As farmers pump more groundwater from wells, the amount of water flowing to streams and rivers has declined as well. In response, state officials have directed farmers in parts of the state to reduce the amount of water they draw from those wells.
Some farmers objected, saying the state is exceeding its authority. But on Jan. 12, the Idaho State Supreme Court ruled in favor of the state, a ruling that will make it easier for the state to demand cutbacks in other areas, according to Brian E. Olmstead, a member of the Idaho Water Resource Board and a former farmer.
Two weeks later came another significant ruling on groundwater, this time from the Nevada State Supreme Court.
More than half of Nevada’s monitoring wells show significant decreases in water levels since 1980. And almost one in five monitoring wells hit record lows in the past decade, the Times found.
But large water users, including real estate developers and mining companies, have pushed back, arguing the state is exceeding its authority to curtail pumping. One proposed development, which could have led to tens of thousands of new homes about an hour north of Las Vegas, became mired in lawsuits after the state warned it would harm water supplies.

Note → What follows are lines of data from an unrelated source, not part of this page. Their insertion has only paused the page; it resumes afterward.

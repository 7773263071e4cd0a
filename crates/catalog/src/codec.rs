use crate::{CatalogError, CompanyRecord, CATALOG_SCHEMA_VERSION};
use bincode::config::standard;
use bincode::serde::{decode_from_slice, encode_to_vec};
use serde::{Deserialize, Serialize};
use zstd::{decode_all, encode_all};

/// Compression applied to encoded records before they reach the backend.
#[derive(Clone, Debug, Default, PartialEq, Eq, Serialize, Deserialize)]
#[serde(rename_all = "lowercase")]
pub enum CompressionCodec {
    None,
    #[default]
    Zstd,
}

#[derive(Clone, Debug, PartialEq, Eq)]
pub struct CompressionConfig {
    pub codec: CompressionCodec,
    /// zstd level, 1 to 22.
    pub level: i32,
}

impl Default for CompressionConfig {
    fn default() -> Self {
        Self {
            codec: CompressionCodec::default(),
            level: 3,
        }
    }
}

impl CompressionConfig {
    pub fn new(codec: CompressionCodec, level: i32) -> Self {
        Self { codec, level }
    }

    pub fn with_codec(mut self, codec: CompressionCodec) -> Self {
        self.codec = codec;
        self
    }

    pub fn with_level(mut self, level: i32) -> Self {
        self.level = level;
        self
    }

    fn compress(&self, data: Vec<u8>) -> Result<Vec<u8>, CatalogError> {
        match self.codec {
            CompressionCodec::None => Ok(data),
            CompressionCodec::Zstd => encode_all(data.as_slice(), self.level)
                .map_err(|e| CatalogError::Compression(e.to_string())),
        }
    }

    fn decompress(&self, data: &[u8]) -> Result<Vec<u8>, CatalogError> {
        match self.codec {
            CompressionCodec::None => Ok(data.to_vec()),
            CompressionCodec::Zstd => {
                decode_all(data).map_err(|e| CatalogError::Compression(e.to_string()))
            }
        }
    }
}

/// Backend key for a record: `<name byte length>:<name>`, followed by
/// `\u{1f}<website>` when a website is set. The length prefix fixes where the
/// name ends, so distinct (name, website) pairs never collide.
pub(crate) fn record_key(record: &CompanyRecord) -> String {
    let mut key = format!("{}:{}", record.name.len(), record.name);
    if let Some(website) = &record.website {
        key.push('\u{1f}');
        key.push_str(website);
    }
    key
}

pub(crate) fn encode_record(
    record: &CompanyRecord,
    compression: &CompressionConfig,
) -> Result<Vec<u8>, CatalogError> {
    let bytes = encode_to_vec((CATALOG_SCHEMA_VERSION, record), standard())?;
    compression.compress(bytes)
}

pub(crate) fn decode_record(
    bytes: &[u8],
    compression: &CompressionConfig,
) -> Result<CompanyRecord, CatalogError> {
    let raw = compression.decompress(bytes)?;
    let ((version, record), _): ((u16, CompanyRecord), usize) =
        decode_from_slice(&raw, standard())?;
    if version != CATALOG_SCHEMA_VERSION {
        return Err(CatalogError::Decode(format!(
            "unsupported record schema version {version}"
        )));
    }
    Ok(record)
}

Last year, a state lawmaker introduced a bill that would have clarified the state’s ability to say no to such projects. Water users, particularly Barrick Gold, one of the world’s largest gold mining companies, objected to the bill, which then failed to become law.
On Jan. 25, the Nevada Supreme Court issued a ruling affirming the state’s ability to block the development north of Las Vegas. A lawyer for the development, Emilia Cargill, said in an interview that the decision means hundreds of millions of dollars worth of infrastructure for the new development is now “useless.”

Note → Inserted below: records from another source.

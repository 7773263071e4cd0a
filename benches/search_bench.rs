use std::hint::black_box;

use bizsearch::{CompanyCatalog, MatchConfig, RankedMatcher};
use criterion::{criterion_group, criterion_main, BenchmarkId, Criterion, Throughput};

mod common;
use common::{compressed_catalog, in_memory_catalog};

fn runtime() -> tokio::runtime::Runtime {
    tokio::runtime::Builder::new_multi_thread()
        .enable_all()
        .build()
        .expect("runtime should build")
}

/// End-to-end ranked search over growing catalogs.
fn bench_ranked_search(c: &mut Criterion) {
    let rt = runtime();
    let matcher = RankedMatcher::new(MatchConfig::default()).expect("default config is valid");
    let mut group = c.benchmark_group("ranked_search");

    for size in [1_000usize, 10_000, 50_000] {
        let catalog = in_memory_catalog(size);
        group.throughput(Throughput::Elements(1));
        for query in ["acme", "globex holdings", "initek", "software"] {
            group.bench_with_input(
                BenchmarkId::new(query.replace(' ', "_"), size),
                &query,
                |b, query| {
                    b.iter(|| {
                        rt.block_on(matcher.search(black_box(query), &catalog))
                            .expect("search should succeed")
                    })
                },
            );
        }
    }
    group.finish();
}

/// Individual lookup primitives, to see which tier dominates a search.
fn bench_lookups(c: &mut Criterion) {
    let rt = runtime();
    let catalog = in_memory_catalog(10_000);
    let mut group = c.benchmark_group("lookups");

    group.bench_function("exact", |b| {
        b.iter(|| rt.block_on(catalog.exact_match(black_box("acme corp 0"))))
    });
    group.bench_function("prefix", |b| {
        b.iter(|| rt.block_on(catalog.prefix_match(black_box("acme"))))
    });
    group.bench_function("substring", |b| {
        b.iter(|| rt.block_on(catalog.substring_match(black_box("holdings"))))
    });
    group.bench_function("similarity", |b| {
        b.iter(|| rt.block_on(catalog.similarity_match(black_box("globx"), 0.3)))
    });
    group.bench_function("full_text", |b| {
        b.iter(|| rt.block_on(catalog.full_text_match(black_box("software"))))
    });
    group.finish();
}

/// Snapshot rebuild cost: storage scan, decode and re-indexing.
fn bench_refresh(c: &mut Criterion) {
    let mut group = c.benchmark_group("refresh");
    group.sample_size(10);

    for size in [1_000usize, 10_000] {
        let plain = in_memory_catalog(size);
        let zstd = compressed_catalog(size);
        group.throughput(Throughput::Elements(size as u64));
        group.bench_function(BenchmarkId::new("none", size), |b| {
            b.iter(|| plain.refresh().expect("refresh should succeed"))
        });
        group.bench_function(BenchmarkId::new("zstd", size), |b| {
            b.iter(|| zstd.refresh().expect("refresh should succeed"))
        });
    }
    group.finish();
}

criterion_group!(benches, bench_ranked_search, bench_lookups, bench_refresh);
criterion_main!(benches);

The ramifications of that ruling are sweeping, according to Adam Sullivan, the state’s top water regulator. He said the ruling essentially does the same thing that last year’s bill would have accomplished. “It’s helping us move in the direction of being realistic about the science,” Mr. Sullivan said in an interview.
A few weeks later came a third ruling, this time in Montana, where a judge ruled that the state had failed to impose adequate limits on the construction of new homes that rely on groundwater.

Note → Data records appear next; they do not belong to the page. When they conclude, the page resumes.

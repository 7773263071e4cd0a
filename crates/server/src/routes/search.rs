use crate::error::{ServerError, ServerResult};
use crate::state::ServerState;
use axum::extract::{Query, State};
use axum::Json;
use matcher::SearchResponse;
use std::sync::Arc;

/// The search text: the last `q` in the query string, empty when absent.
pub fn search_text(params: Vec<(String, String)>) -> String {
    params
        .into_iter()
        .rev()
        .find(|(key, _)| key == "q")
        .map(|(_, value)| value)
        .unwrap_or_default()
}

/// GET /api/search?q=...
pub async fn search_companies(
    State(state): State<Arc<ServerState>>,
    Query(params): Query<Vec<(String, String)>>,
) -> ServerResult<Json<SearchResponse>> {
    let query = search_text(params);
    let deadline = state.config.search_timeout();

    let response = tokio::time::timeout(
        deadline,
        state.matcher.search_response(&query, state.catalog.as_ref()),
    )
    .await
    .map_err(|_| ServerError::Timeout(state.config.search_timeout_ms))??;

    tracing::debug!(
        query = %response.query,
        count = response.count,
        "search served"
    );
    Ok(Json(response))
}
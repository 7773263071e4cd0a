//! `bizsearch <config.yaml> <query...>`: run one search and print the JSON envelope.

use std::error::Error;

use bizsearch::{RankedMatcher, SearchConfig, open_catalog};
use tracing_subscriber::EnvFilter;

#[tokio::main]
async fn main() -> Result<(), Box<dyn Error>> {
    tracing_subscriber::fmt()
        .with_env_filter(EnvFilter::try_from_default_env().unwrap_or_else(|_| EnvFilter::new("warn")))
        .with_writer(std::io::stderr)
        .init();

    let mut args = std::env::args().skip(1);
    let config_path = args.next().ok_or("usage: bizsearch <config.yaml> <query...>")?;
    let query = args.collect::<Vec<_>>().join(" ");

    let config = SearchConfig::from_file(&config_path)?;
    let catalog = open_catalog(&config.catalog)?;
    let matcher = RankedMatcher::new(config.matcher.clone())?;

    let response = matcher.search_response(&query, catalog.as_ref()).await?;
    println!("{}", serde_json::to_string_pretty(&response)?);
    Ok(())
}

The decision blocks a proposed housing development in a valley east of Helena, which is already experiencing the effects of groundwater depletion. But result of the decision will be felt more widely, experts say, by compelling the Montana Department of Natural Resources and Conservation to apply a higher standard before approving similar developments.
The push toward stricter groundwater regulation isn’t coming only from the courts. Some of the worst effects of aquifer depletion in the United States are in California. In some parts of the state, including the Central Valley, so much groundwater has been extracted that the ground has sunk 20 feet or more.
A decade ago, state lawmakers passed a law to limit overpumping, requiring local officials to eventually reduce pumping to sustainable levels. And last March, the state determined that officials in six groundwater basins had failed to develop adequate plans.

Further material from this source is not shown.